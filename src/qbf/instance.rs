//! QBF instance: coefficient matrix, loader and objective.

use super::error::InstanceError;
use crate::ga::{Chromosome, Evaluator, Gene, Solution};
use std::path::Path;

/// A quadratic binary function `f(x) = xᵀAx` with an upper-triangular `A`.
///
/// Only the upper triangle (diagonal included) is read from the instance;
/// entries below the diagonal are zero, not mirrored.
#[derive(Debug, Clone, PartialEq)]
pub struct Qbf {
    size: usize,
    /// Row-major `size × size`.
    coefficients: Vec<f64>,
}

impl Qbf {
    /// Builds an instance from the `n(n+1)/2` upper-triangle coefficients,
    /// row-major with `i` outer and `j >= i` inner.
    pub fn from_upper_triangle(size: usize, upper: &[f64]) -> Result<Self, InstanceError> {
        let expected = triangle_len(size);
        if upper.len() != expected {
            return Err(InstanceError::CoefficientCount {
                expected,
                found: upper.len(),
            });
        }

        let mut coefficients = vec![0.0; size * size];
        let mut values = upper.iter();
        for i in 0..size {
            for j in i..size {
                // length checked above
                coefficients[i * size + j] = values.next().copied().unwrap_or_default();
            }
        }
        Ok(Self { size, coefficients })
    }

    /// Parses an instance: the dimension `n`, then `n(n+1)/2` coefficients,
    /// all whitespace separated.
    ///
    /// Tokens after the last coefficient are ignored.
    ///
    /// ```
    /// use u_bitga::qbf::Qbf;
    ///
    /// let qbf = Qbf::parse("2\n 1 -3\n    2\n").unwrap();
    /// assert_eq!(qbf.size(), 2);
    /// assert_eq!(qbf.coefficient(0, 1), -3.0);
    /// assert_eq!(qbf.coefficient(1, 0), 0.0);
    /// assert_eq!(qbf.evaluate_assignment(&[1, 1]), 0.0);
    /// ```
    pub fn parse(input: &str) -> Result<Self, InstanceError> {
        let mut tokens = input.split_whitespace();

        let first = tokens.next().ok_or(InstanceError::MissingDimension)?;
        let size: usize = first
            .parse()
            .map_err(|_| InstanceError::InvalidDimension(first.to_string()))?;

        let expected = triangle_len(size);
        let mut upper = Vec::with_capacity(expected);
        for (position, token) in tokens.by_ref().take(expected).enumerate() {
            let value: f64 = token.parse().map_err(|_| InstanceError::InvalidToken {
                position: position + 1,
                token: token.to_string(),
            })?;
            upper.push(value);
        }
        if upper.len() < expected {
            return Err(InstanceError::Truncated {
                expected,
                found: upper.len(),
            });
        }

        let trailing = tokens.count();
        if trailing > 0 {
            tracing::warn!(trailing, size, "ignoring tokens after the coefficient matrix");
        }

        Self::from_upper_triangle(size, &upper)
    }

    /// Reads and parses an instance file.
    pub fn from_path(path: impl AsRef<Path>) -> Result<Self, InstanceError> {
        let path = path.as_ref();
        let input = std::fs::read_to_string(path).map_err(|source| InstanceError::Io {
            path: path.to_path_buf(),
            source,
        })?;
        let qbf = Self::parse(&input)?;
        tracing::debug!(path = %path.display(), size = qbf.size, "loaded qbf instance");
        Ok(qbf)
    }

    /// Dimension of the decision vector.
    pub fn size(&self) -> usize {
        self.size
    }

    /// Coefficient `A[i][j]`.
    ///
    /// # Panics
    /// Panics if `i` or `j` is out of bounds.
    pub fn coefficient(&self, i: usize, j: usize) -> f64 {
        assert!(i < self.size && j < self.size, "index ({i}, {j}) out of bounds");
        self.coefficients[i * self.size + j]
    }

    /// `xᵀAx` for a 0/1 assignment of every variable.
    ///
    /// # Panics
    /// Panics if `assignment.len() != size()`.
    pub fn evaluate_assignment(&self, assignment: &[Gene]) -> f64 {
        assert_eq!(assignment.len(), self.size, "assignment length mismatch");
        let selected: Vec<usize> = assignment
            .iter()
            .enumerate()
            .filter(|(_, &g)| g == 1)
            .map(|(i, _)| i)
            .collect();
        self.evaluate_elements(&selected)
    }

    /// `xᵀAx` where `x_i = 1` exactly for the listed indices.
    ///
    /// # Panics
    /// Panics if an index is out of bounds.
    pub fn evaluate_elements(&self, elements: &[usize]) -> f64 {
        let mut sum = 0.0;
        for &i in elements {
            let row = &self.coefficients[i * self.size..(i + 1) * self.size];
            for &j in elements {
                sum += row[j];
            }
        }
        sum
    }
}

impl Evaluator for Qbf {
    fn domain_size(&self) -> usize {
        self.size
    }

    fn evaluate(&self, solution: &mut Solution) -> f64 {
        solution.cost = self.evaluate_elements(&solution.elements);
        solution.cost
    }

    fn make_viable(&self, _chromosome: &mut Chromosome) {}
}

fn triangle_len(size: usize) -> usize {
    size * (size + 1) / 2
}
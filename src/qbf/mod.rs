//! Quadratic Binary Function (QBF) maximization.
//!
//! A QBF instance is an `n × n` coefficient matrix `A`; the objective of a
//! binary vector `x` is `xᵀAx`. [`Qbf`] implements
//! [`Evaluator`](crate::ga::Evaluator), so it plugs straight into
//! [`BinaryProblem`](crate::ga::BinaryProblem).
//!
//! # Instance format
//!
//! Whitespace separated: the dimension `n`, then the upper triangle of `A`
//! row by row (`n` values, then `n - 1`, ..., then `1`).

mod error;
mod instance;

pub use error::InstanceError;
pub use instance::Qbf;
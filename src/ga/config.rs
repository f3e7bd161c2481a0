//! GA configuration.
//!
//! [`GaConfig`] holds all parameters that control the evolutionary loop.
//! It is immutable for the duration of a run and validated before the
//! first generation.

use super::operators::Crosspoints;
use super::selection::Selection;
use std::time::Duration;

/// Reasons a [`GaConfig`] is rejected before a run starts.
#[derive(Debug, Clone, PartialEq, thiserror::Error)]
pub enum ConfigError {
    #[error("population_size must be positive, got 0")]
    EmptyPopulation,
    #[error("population_size must be even, got {0}")]
    OddPopulation(usize),
    #[error("max_generations must be at least 1")]
    NoGenerations,
    #[error("mutation_rate must be within [0, 1], got {0}")]
    MutationRateOutOfRange(f64),
    #[error("mutation_rate_bounds must satisfy 0 <= min <= max, got ({min}, {max})")]
    InvalidMutationBounds { min: f64, max: f64 },
    #[error("{0} must be positive or None")]
    ZeroDuration(&'static str),
    #[error("problem has no genes to evolve")]
    EmptyChromosome,
}

/// Configuration for the Genetic Algorithm.
///
/// # Defaults
///
/// ```
/// use u_bitga::ga::GaConfig;
///
/// let config = GaConfig::default();
/// assert_eq!(config.population_size, 100);
/// assert_eq!(config.stagnation_timeout_ms, Some(5 * 60 * 1000));
/// assert_eq!(config.time_limit_ms, Some(30 * 60 * 1000));
/// ```
///
/// # Builder Pattern
///
/// ```
/// use u_bitga::ga::{Crosspoints, GaConfig, Selection};
///
/// let config = GaConfig::default()
///     .with_population_size(400)
///     .with_selection(Selection::StochasticUniversal)
///     .with_crosspoints(Crosspoints::OrderedInterval)
///     .with_adaptive_mutation(true)
///     .with_mutation_rate(0.01);
/// assert!(config.validate().is_ok());
/// ```
#[derive(Debug, Clone, PartialEq)]
#[cfg_attr(feature = "serde", derive(serde::Serialize, serde::Deserialize))]
#[cfg_attr(feature = "serde", serde(default))]
pub struct GaConfig {
    /// Number of chromosomes in the population. Must be even and positive,
    /// since crossover consumes parents two at a time.
    pub population_size: usize,

    /// Maximum number of generations before termination.
    pub max_generations: usize,

    /// Per-locus mutation probability (0.0–1.0).
    ///
    /// A typical choice is `1 / chromosome_size`.
    pub mutation_rate: f64,

    /// Whether the mutation rate follows the best/mean feedback rule after
    /// every generation.
    pub adaptive_mutation: bool,

    /// Optional `(min, max)` clamp applied to the adapted mutation rate.
    ///
    /// `None` (the default) leaves the multiplicative drift unbounded, so the
    /// rate may exceed 1 or decay towards 0 over long runs.
    pub mutation_rate_bounds: Option<(f64, f64)>,

    /// How crossover points are drawn.
    pub crosspoints: Crosspoints,

    /// Parent selection strategy.
    pub selection: Selection,

    /// Stop when the best fitness has not improved for this many
    /// milliseconds. `None` disables the check.
    pub stagnation_timeout_ms: Option<u64>,

    /// Stop after this many milliseconds of wall-clock time, returning the
    /// best solution found so far. `None` disables the check.
    ///
    /// Both time checks happen at generation boundaries, so the actual
    /// runtime may exceed a limit by one generation's worth of work.
    pub time_limit_ms: Option<u64>,

    /// Whether to evaluate fitness in parallel using rayon.
    ///
    /// Only effective with the `parallel` feature. Results do not depend on it.
    pub parallel: bool,

    /// Random seed for reproducibility.
    ///
    /// `None` draws a fresh seed, reported back in the run result.
    pub seed: Option<u64>,
}

impl Default for GaConfig {
    fn default() -> Self {
        Self {
            population_size: 100,
            max_generations: 1000,
            mutation_rate: 0.01,
            adaptive_mutation: false,
            mutation_rate_bounds: None,
            crosspoints: Crosspoints::default(),
            selection: Selection::default(),
            stagnation_timeout_ms: Some(5 * 60 * 1000),
            time_limit_ms: Some(30 * 60 * 1000),
            parallel: false,
            seed: None,
        }
    }
}

impl GaConfig {
    /// Sets the population size.
    pub fn with_population_size(mut self, n: usize) -> Self {
        self.population_size = n;
        self
    }

    /// Sets the maximum number of generations.
    pub fn with_max_generations(mut self, n: usize) -> Self {
        self.max_generations = n;
        self
    }

    /// Sets the mutation rate.
    ///
    /// Out-of-range rates are kept as given and rejected by
    /// [`validate`](Self::validate).
    pub fn with_mutation_rate(mut self, rate: f64) -> Self {
        self.mutation_rate = rate;
        self
    }

    /// Enables or disables the adaptive mutation-rate controller.
    pub fn with_adaptive_mutation(mut self, adaptive: bool) -> Self {
        self.adaptive_mutation = adaptive;
        self
    }

    /// Clamps the adapted mutation rate to `[min, max]`.
    pub fn with_mutation_rate_bounds(mut self, min: f64, max: f64) -> Self {
        self.mutation_rate_bounds = Some((min, max));
        self
    }

    /// Sets the crosspoint discipline.
    pub fn with_crosspoints(mut self, crosspoints: Crosspoints) -> Self {
        self.crosspoints = crosspoints;
        self
    }

    /// Sets the selection strategy.
    pub fn with_selection(mut self, sel: Selection) -> Self {
        self.selection = sel;
        self
    }

    /// Sets the stagnation timeout in milliseconds.
    pub fn with_stagnation_timeout_ms(mut self, ms: u64) -> Self {
        self.stagnation_timeout_ms = Some(ms);
        self
    }

    /// Sets the wall-clock time limit in milliseconds.
    pub fn with_time_limit_ms(mut self, ms: u64) -> Self {
        self.time_limit_ms = Some(ms);
        self
    }

    /// Disables both time-based stop conditions, leaving only the
    /// generation cap (and cancellation).
    pub fn without_time_limits(mut self) -> Self {
        self.stagnation_timeout_ms = None;
        self.time_limit_ms = None;
        self
    }

    /// Enables or disables parallel evaluation.
    pub fn with_parallel(mut self, parallel: bool) -> Self {
        self.parallel = parallel;
        self
    }

    /// Sets the random seed for reproducibility.
    pub fn with_seed(mut self, seed: u64) -> Self {
        self.seed = Some(seed);
        self
    }

    /// Stagnation timeout as a [`Duration`].
    pub fn stagnation_timeout(&self) -> Option<Duration> {
        self.stagnation_timeout_ms.map(Duration::from_millis)
    }

    /// Time limit as a [`Duration`].
    pub fn time_limit(&self) -> Option<Duration> {
        self.time_limit_ms.map(Duration::from_millis)
    }

    /// Validates the configuration.
    pub fn validate(&self) -> Result<(), ConfigError> {
        if self.population_size == 0 {
            return Err(ConfigError::EmptyPopulation);
        }
        if self.population_size % 2 != 0 {
            return Err(ConfigError::OddPopulation(self.population_size));
        }
        if self.max_generations == 0 {
            return Err(ConfigError::NoGenerations);
        }
        if !(0.0..=1.0).contains(&self.mutation_rate) {
            return Err(ConfigError::MutationRateOutOfRange(self.mutation_rate));
        }
        if let Some((min, max)) = self.mutation_rate_bounds {
            if !(min >= 0.0 && min <= max && max.is_finite()) {
                return Err(ConfigError::InvalidMutationBounds { min, max });
            }
        }
        if self.stagnation_timeout_ms == Some(0) {
            return Err(ConfigError::ZeroDuration("stagnation_timeout_ms"));
        }
        if self.time_limit_ms == Some(0) {
            return Err(ConfigError::ZeroDuration("time_limit_ms"));
        }
        Ok(())
    }
}

#[cfg(test)]
mod tests {
    use super::*;

    #[test]
    fn test_default_config() {
        let config = GaConfig::default();
        assert_eq!(config.population_size, 100);
        assert_eq!(config.max_generations, 1000);
        assert!((config.mutation_rate - 0.01).abs() < 1e-12);
        assert!(!config.adaptive_mutation);
        assert!(config.mutation_rate_bounds.is_none());
        assert_eq!(config.crosspoints, Crosspoints::DistinctPoints);
        assert_eq!(config.selection, Selection::Tournament);
        assert_eq!(config.stagnation_timeout(), Some(Duration::from_secs(300)));
        assert_eq!(config.time_limit(), Some(Duration::from_secs(1800)));
        assert!(!config.parallel);
        assert!(config.seed.is_none());
    }

    #[test]
    fn test_builder_pattern() {
        let config = GaConfig::default()
            .with_population_size(400)
            .with_max_generations(50)
            .with_mutation_rate(0.05)
            .with_adaptive_mutation(true)
            .with_mutation_rate_bounds(0.001, 0.5)
            .with_crosspoints(Crosspoints::OrderedInterval)
            .with_selection(Selection::StochasticUniversal)
            .with_stagnation_timeout_ms(1000)
            .with_time_limit_ms(2000)
            .with_parallel(true)
            .with_seed(42);

        assert_eq!(config.population_size, 400);
        assert_eq!(config.max_generations, 50);
        assert!((config.mutation_rate - 0.05).abs() < 1e-12);
        assert!(config.adaptive_mutation);
        assert_eq!(config.mutation_rate_bounds, Some((0.001, 0.5)));
        assert_eq!(config.crosspoints, Crosspoints::OrderedInterval);
        assert_eq!(config.selection, Selection::StochasticUniversal);
        assert_eq!(config.stagnation_timeout_ms, Some(1000));
        assert_eq!(config.time_limit_ms, Some(2000));
        assert!(config.parallel);
        assert_eq!(config.seed, Some(42));
        assert!(config.validate().is_ok());
    }

    #[test]
    fn test_validate_ok() {
        assert!(GaConfig::default().validate().is_ok());
    }

    #[test]
    fn test_validate_odd_population() {
        let config = GaConfig::default().with_population_size(7);
        assert_eq!(config.validate(), Err(ConfigError::OddPopulation(7)));
    }

    #[test]
    fn test_validate_empty_population() {
        let config = GaConfig::default().with_population_size(0);
        assert_eq!(config.validate(), Err(ConfigError::EmptyPopulation));
    }

    #[test]
    fn test_validate_zero_generations() {
        let config = GaConfig::default().with_max_generations(0);
        assert_eq!(config.validate(), Err(ConfigError::NoGenerations));
    }

    #[test]
    fn test_validate_mutation_rate_range() {
        for rate in [-0.1, 1.5, f64::NAN] {
            let config = GaConfig::default().with_mutation_rate(rate);
            assert!(
                matches!(config.validate(), Err(ConfigError::MutationRateOutOfRange(_))),
                "rate {rate} should be rejected"
            );
        }
        for rate in [0.0, 1.0] {
            assert!(GaConfig::default().with_mutation_rate(rate).validate().is_ok());
        }
    }

    #[test]
    fn test_validate_mutation_bounds() {
        let config = GaConfig::default().with_mutation_rate_bounds(0.5, 0.1);
        assert!(matches!(
            config.validate(),
            Err(ConfigError::InvalidMutationBounds { .. })
        ));
    }

    #[test]
    fn test_validate_zero_durations() {
        let config = GaConfig::default().with_time_limit_ms(0);
        assert_eq!(config.validate(), Err(ConfigError::ZeroDuration("time_limit_ms")));

        let config = GaConfig::default().with_stagnation_timeout_ms(0);
        assert_eq!(
            config.validate(),
            Err(ConfigError::ZeroDuration("stagnation_timeout_ms"))
        );
    }

    #[test]
    fn test_without_time_limits() {
        let config = GaConfig::default().without_time_limits();
        assert!(config.stagnation_timeout().is_none());
        assert!(config.time_limit().is_none());
        assert!(config.validate().is_ok());
    }

    #[test]
    fn test_error_messages() {
        assert_eq!(
            ConfigError::OddPopulation(5).to_string(),
            "population_size must be even, got 5"
        );
        assert_eq!(
            ConfigError::ZeroDuration("time_limit_ms").to_string(),
            "time_limit_ms must be positive or None"
        );
    }
}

* **HOW TO COMPLETE THIS TASK**
Report how many lines in the listing above include the word "false". Give nothing but the number.

* **WRITTEN SOLUTION**
2